Just an intellectual burp as I finish digesting this particular idea:

If we accept "No Silver Bullet II", then verifying a program is vastly harder than merely running it, in general: Most programs run in more or less linear time, or at least polynomial, while verification is asserted to be of exponential complexity in general. Does this make sense?

I think it does. Put most baldly, verification requires running the program on all possible sets of inputs, and there are an exponentially large number of them. It -should- be harder to do this than to run the program on a specific dataset.

At first blush, the above is ridiculous: To verify a program, we don't literally need to consider all input datasets: We can often dispose of all possible integer values for a given input just by considering the zero, negative and positive cases, say.
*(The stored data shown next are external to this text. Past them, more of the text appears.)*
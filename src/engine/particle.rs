//! A single particle.

use rand::Rng;

#[derive(Debug, Clone)]
pub struct Particle {
    pub x: f32,
    pub y: f32,
    pub vx: f32,
    pub vy: f32,
    /// Seed position, fixed at creation. Part of the particle's identity
    /// even though neither current mode steers back to it.
    pub base_x: f32,
    pub base_y: f32,
    /// Draw radius in pixels.
    pub size: f32,
}

impl Particle {
    /// Seed a particle at a uniform random position with a small drift.
    pub fn random<R: Rng>(rng: &mut R, width: f32, height: f32) -> Self {
        let x = rng.gen_range(0.0..width);
        let y = rng.gen_range(0.0..height);
        Self {
            x,
            y,
            vx: rng.gen_range(-0.5..0.5),
            vy: rng.gen_range(-0.5..0.5),
            base_x: x,
            base_y: y,
            size: rng.gen_range(0.5..1.5),
        }
    }
}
But I think that on deeper reflection, the argument is in fact essentially correct. When doing verification, we need in some sense to symbolically execute the program, retaining not the actual state of the program, but rather an abstraction of the >set< of states the program can reach, in a process somewhat akin to the LALR(1) state construction algorithm. Conditional statements will tend to split each pre-existing state, doubling the size of our set of potential states which need to be considered making total verification work exponential in the number of conditional statements in the program. We can be clever and avoid this effect much of the time, of course. But if we can only do this some fixed percentage of the time, such as 99%, say, then the verification cost remains exponential in program size, and all we have done is drop the constant factor a bit: We're still going to hit a soft but very strong wall at a certain program size, and never get beyond it.
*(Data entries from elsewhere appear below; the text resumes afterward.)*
//! # Loop Scenarios
//!
//! The control-flow contract observed from outside:
//!
//! 1. `Filter` drops one bag, the loop keeps fetching
//! 2. `Terminate` stops fetching altogether
//! 3. `terminationLimit` bounds the number of fetched bags
//! 4. Reverse runs over a forward-only source see an exhausted stream
//! 5. Configuration errors name the failing service

#[cfg(test)]
mod tests {
    use std::sync::Arc;

    use aerie_pipeline::{Direction, ModuleResult};
    use aerie_runtime::{Nest, RuntimeError};
    use aerie_types::Bag;
    use parking_lot::Mutex;

    use crate::fixtures::{ScriptedModule, Trace, VecSource};

    // =========================================================================
    // FIXTURES
    // =========================================================================

    struct Run {
        nest: Nest,
        fetched: Arc<Mutex<u64>>,
    }

    /// `available` bags through modules `a` and `b`, driven by a sequential loop.
    fn assemble(available: u64, a: ScriptedModule, b: ScriptedModule) -> Run {
        aerie_telemetry::init_test_logging();
        let (source, fetched) = VecSource::indexed(available).unwrap();

        let mut nest = Nest::new();
        nest.add_source_instance("source", source).unwrap();
        nest.add_module_instance("A", a).unwrap();
        nest.add_module_instance("B", b).unwrap();
        nest.add_service("SequentialMainLoop", "main")
            .unwrap()
            .set("source", "source")
            .unwrap()
            .set("modulechain", vec!["A".to_string(), "B".to_string()])
            .unwrap();
        Run { nest, fetched }
    }

    // =========================================================================
    // FILTER / TERMINATE / LIMIT
    // =========================================================================

    #[test]
    fn test_filter_on_second_of_three() {
        let trace_a = Trace::new();
        let trace_b = Trace::new();
        let mut run = assemble(
            3,
            ScriptedModule::new("A", trace_a.clone()),
            ScriptedModule::new("B", trace_b.clone()).on_call(2, ModuleResult::Filter),
        );

        run.nest.configure().unwrap();
        let stats = run.nest.execute_main_loop("main", Direction::Forward).unwrap();

        assert_eq!(*run.fetched.lock(), 3);
        assert_eq!(stats.fetched, 3);
        assert_eq!(stats.completed, 2);
        assert_eq!(stats.filtered, 1);
        assert_eq!(trace_a.seen(), vec![0, 1, 2]);
        assert_eq!(trace_b.seen(), vec![0, 1, 2]);
    }

    #[test]
    fn test_filter_skips_later_modules() {
        let trace_b = Trace::new();
        let mut run = assemble(
            3,
            ScriptedModule::new("A", Trace::new()).on_call(2, ModuleResult::Filter),
            ScriptedModule::new("B", trace_b.clone()),
        );

        run.nest.configure().unwrap();
        run.nest.execute_main_loop("main", Direction::Forward).unwrap();

        assert_eq!(trace_b.seen(), vec![0, 2]);
    }

    #[test]
    fn test_terminate_on_second_of_five() {
        let trace_a = Trace::new();
        let trace_b = Trace::new();
        let mut run = assemble(
            5,
            ScriptedModule::new("A", trace_a.clone()).on_call(2, ModuleResult::Terminate),
            ScriptedModule::new("B", trace_b.clone()),
        );

        run.nest.configure().unwrap();
        let stats = run.nest.execute_main_loop("main", Direction::Forward).unwrap();

        assert_eq!(*run.fetched.lock(), 2);
        assert_eq!(trace_a.seen(), vec![0, 1]);
        assert_eq!(trace_b.seen(), vec![0]);
        assert!(stats.terminated);

        let main = run
            .nest
            .resolve::<dyn aerie_pipeline::MainLoop>("main")
            .unwrap();
        assert_eq!(main.lock().last_result(), Some(ModuleResult::Terminate));
    }

    #[test]
    fn test_termination_limit_of_two() {
        let trace_a = Trace::new();
        let mut run = assemble(
            10,
            ScriptedModule::new("A", trace_a.clone()),
            ScriptedModule::new("B", Trace::new()),
        );
        run.nest.set_parameter("main", "terminationLimit", 2).unwrap();

        run.nest.configure().unwrap();
        let stats = run.nest.execute_main_loop("main", Direction::Forward).unwrap();

        assert_eq!(*run.fetched.lock(), 2);
        assert_eq!(stats.completed, 2);
        assert_eq!(trace_a.seen(), vec![0, 1]);
    }

    #[test]
    fn test_limit_from_environment_override() {
        let mut run = assemble(
            10,
            ScriptedModule::new("A", Trace::new()),
            ScriptedModule::new("B", Trace::new()),
        );
        run.nest
            .apply_overrides("AERIE_PARAM__", [("AERIE_PARAM__main__terminationLimit", "4")])
            .unwrap();

        run.nest.configure().unwrap();
        let stats = run.nest.execute_main_loop("main", Direction::Forward).unwrap();
        assert_eq!(stats.fetched, 4);
    }

    #[test]
    fn test_reverse_without_previous_is_exhausted() {
        let trace_a = Trace::new();
        let mut run = assemble(
            3,
            ScriptedModule::new("A", trace_a.clone()),
            ScriptedModule::new("B", Trace::new()),
        );

        run.nest.configure().unwrap();
        let stats = run.nest.execute_main_loop("main", Direction::Reverse).unwrap();

        assert_eq!(stats.fetched, 0);
        assert_eq!(*run.fetched.lock(), 0);
        assert!(trace_a.seen().is_empty());

        let main = run
            .nest
            .resolve::<dyn aerie_pipeline::MainLoop>("main")
            .unwrap();
        assert_eq!(main.lock().last_result(), None);
    }

    // =========================================================================
    // ERRORS
    // =========================================================================

    #[test]
    fn test_two_fork_routes_indexed_bags() {
        let trace_a = Trace::new();
        let (source, fetched) = VecSource::indexed(3).unwrap();
        let mut nest = Nest::new();
        nest.add_source_instance("source", source).unwrap();
        nest.add_service("IndexSignpost", "signpost").unwrap();
        nest.add_module_instance("A", ScriptedModule::new("A", trace_a.clone()))
            .unwrap();
        nest.add_service("TwoForkMainLoop", "fork")
            .unwrap()
            .set("source", "source")
            .unwrap()
            .set("signpost", "signpost")
            .unwrap()
            .set("fork1modulechain", vec!["A".to_string()])
            .unwrap()
            .set("fork2modulechain", Vec::<String>::new())
            .unwrap();
        nest.configure().unwrap();

        let stats = nest.execute_main_loop("fork", Direction::Forward).unwrap();
        assert_eq!(stats.completed, 3);
        assert_eq!(*fetched.lock(), 3);
        // even indices take fork 1
        assert_eq!(trace_a.seen(), vec![0, 2]);
    }

    #[test]
    fn test_unknown_main_loop() {
        let mut run = assemble(
            1,
            ScriptedModule::new("A", Trace::new()),
            ScriptedModule::new("B", Trace::new()),
        );
        run.nest.configure().unwrap();
        assert!(matches!(
            run.nest.execute_main_loop("ghost", Direction::Forward),
            Err(RuntimeError::Nest(_))
        ));
    }

    #[test]
    fn test_module_chain_naming_unknown_module() {
        let mut run = assemble(
            1,
            ScriptedModule::new("A", Trace::new()),
            ScriptedModule::new("B", Trace::new()),
        );
        run.nest
            .set_parameter("main", "modulechain", vec!["A".to_string(), "C".to_string()])
            .unwrap();

        let err = run.nest.configure().unwrap_err();
        assert!(err.to_string().contains("main"));
    }

    #[test]
    fn test_scripted_module_marks_bag() {
        let mut bag = Bag::new();
        let mut module = ScriptedModule::new("A", Trace::new());
        bag.put(aerie_pipeline::EVENT_INDEX_KEY, aerie_pipeline::EventIndex(7))
            .unwrap();
        assert_eq!(
            aerie_pipeline::Module::process(&mut module, &mut bag).unwrap(),
            ModuleResult::Continue
        );
        assert_eq!(*bag.get::<u64>("A").unwrap(), 1);
    }
}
The above is informal, jumps from one perspective to another without apology, and takes a different view of the verification process than is customary today, with operational semantics being frowned upon, but I think it correctly captures the nature of the problem, and that correctly puzzling it out from other perspectives will therefor eventually yield the same conclusion, perhaps after a greater or lesser amount of analysis.

Thus, for the long term, we likely really do want to focus on systems which are not guaranteed to return the correct result, merely guaranteed to either return a correct result or else to drop into the exception handler with an appropriate error message -- something which I think can be done within practical efficiency limits.